I. L’exclusion du bénéfice des prestations au titre de la coordination des systèmes de sécurité sociale

La Cour de justice examine en premier lieu si la situation de la requérante et de sa fille relevait du champ d’application personnel du règlement n°1408/71. Son analyse la conduit à appliquer une lecture rigoureuse de la qualité de membre de la famille (A), tout en confirmant la nécessité d’un élément d’extranéité direct pour l’application du droit dérivé (B).

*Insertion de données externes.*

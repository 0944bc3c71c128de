//! Shared application state for request handlers.

use crate::lookup::VehicleLookupClient;

/// Shared application state, cloneable across handlers.
///
/// Immutable after startup; requests never contend on it.
#[derive(Clone)]
pub struct AppState {
    pub vehicles: VehicleLookupClient,
}

impl AppState {
    pub fn new(vehicles: VehicleLookupClient) -> Self {
        Self { vehicles }
    }
}
//! plate-relay: vehicle registration lookup relay.
//!
//! This is the application entry point. It parses CLI arguments, resolves
//! configuration, initializes tracing, builds the registry client and the Axum
//! router, and serves until a shutdown signal arrives.

use std::path::PathBuf;

use clap::Parser;
use tracing_subscriber::{layer::SubscriberExt, util::SubscriberInitExt};

use plate_relay::config::{AppConfig, DEFAULT_LOG_FILTER};
use plate_relay::http::start_server;
use plate_relay::{create_router, AppState, VehicleLookupClient};

/// plate-relay: look up Israeli vehicles by license plate
#[derive(Parser, Debug)]
#[command(name = "plate-relay", version, about)]
struct Args {
    /// Path to configuration file (default: config/default.toml if present)
    #[arg(short, long, env = "CONFIG_PATH")]
    config: Option<PathBuf>,

    /// Listen port, overriding PORT and the config file
    #[arg(short, long)]
    port: Option<u16>,

    /// Log level filter (e.g., "plate_relay=debug,tower_http=info")
    #[arg(short, long)]
    log_level: Option<String>,
}

#[tokio::main]
async fn main() -> Result<(), Box<dyn std::error::Error>> {
    let args = Args::parse();

    // Load configuration before tracing so the log format can be honored
    let mut config = AppConfig::resolve(args.config.as_deref())?;
    if let Some(port) = args.port {
        config.http.port = port;
    }

    // Initialize tracing with priority: CLI > env > default
    let log_filter = args
        .log_level
        .or_else(|| std::env::var("RUST_LOG").ok())
        .unwrap_or_else(|| DEFAULT_LOG_FILTER.to_string());

    let registry =
        tracing_subscriber::registry().with(tracing_subscriber::EnvFilter::new(&log_filter));
    if config.logging.is_json() {
        registry.with(tracing_subscriber::fmt::layer().json()).init();
    } else {
        registry.with(tracing_subscriber::fmt::layer()).init();
    }

    tracing::info!("Loaded configuration");

    let vehicles = VehicleLookupClient::new(&config.upstream)?;
    tracing::info!(
        url = %config.upstream.search_url(),
        resource_id = %vehicles.resource_id(),
        timeout_secs = vehicles.timeout().as_secs(),
        "Vehicle registry configured"
    );

    let state = AppState::new(vehicles);
    let app = create_router(state);

    start_server(app, &config.http).await?;

    Ok(())
}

A. L’interprétation stricte de la qualité de membre de la famille

Pour déterminer si la mère ou sa fille pouvaient être qualifiées de « membre de la famille » d’un travailleur au sens du règlement n°1408/71, la Cour rappelle la définition posée par l’article 1er, sous f), i), de ce texte. Celui-ci renvoie prioritairement aux législations nationales, en désignant « toute personne définie ou admise comme membre de la famille ou désignée comme membre du ménage par la législation au titre de laquelle les prestations sont servies ». La Cour précise qu’un correctif est introduit lorsque la législation nationale exige une cohabitation sous le même toit que le travailleur. Dans ce cas, la condition est réputée remplie si la personne est « principalement à la charge de ce dernier ». Ainsi, la Cour établit qu’il appartient à la juridiction nationale de vérifier si la mère ou sa fille peuvent être considérées comme membres de la famille de l’ex-partenaire travailleur au regard du droit belge, ou, à défaut, si elles sont principalement à sa charge. La séparation du couple et la dépendance de la mère à l’aide sociale rendent cette seconde hypothèse peu probable, mais la Cour s’en remet à l’appréciation souveraine du juge national sur ce point factuel.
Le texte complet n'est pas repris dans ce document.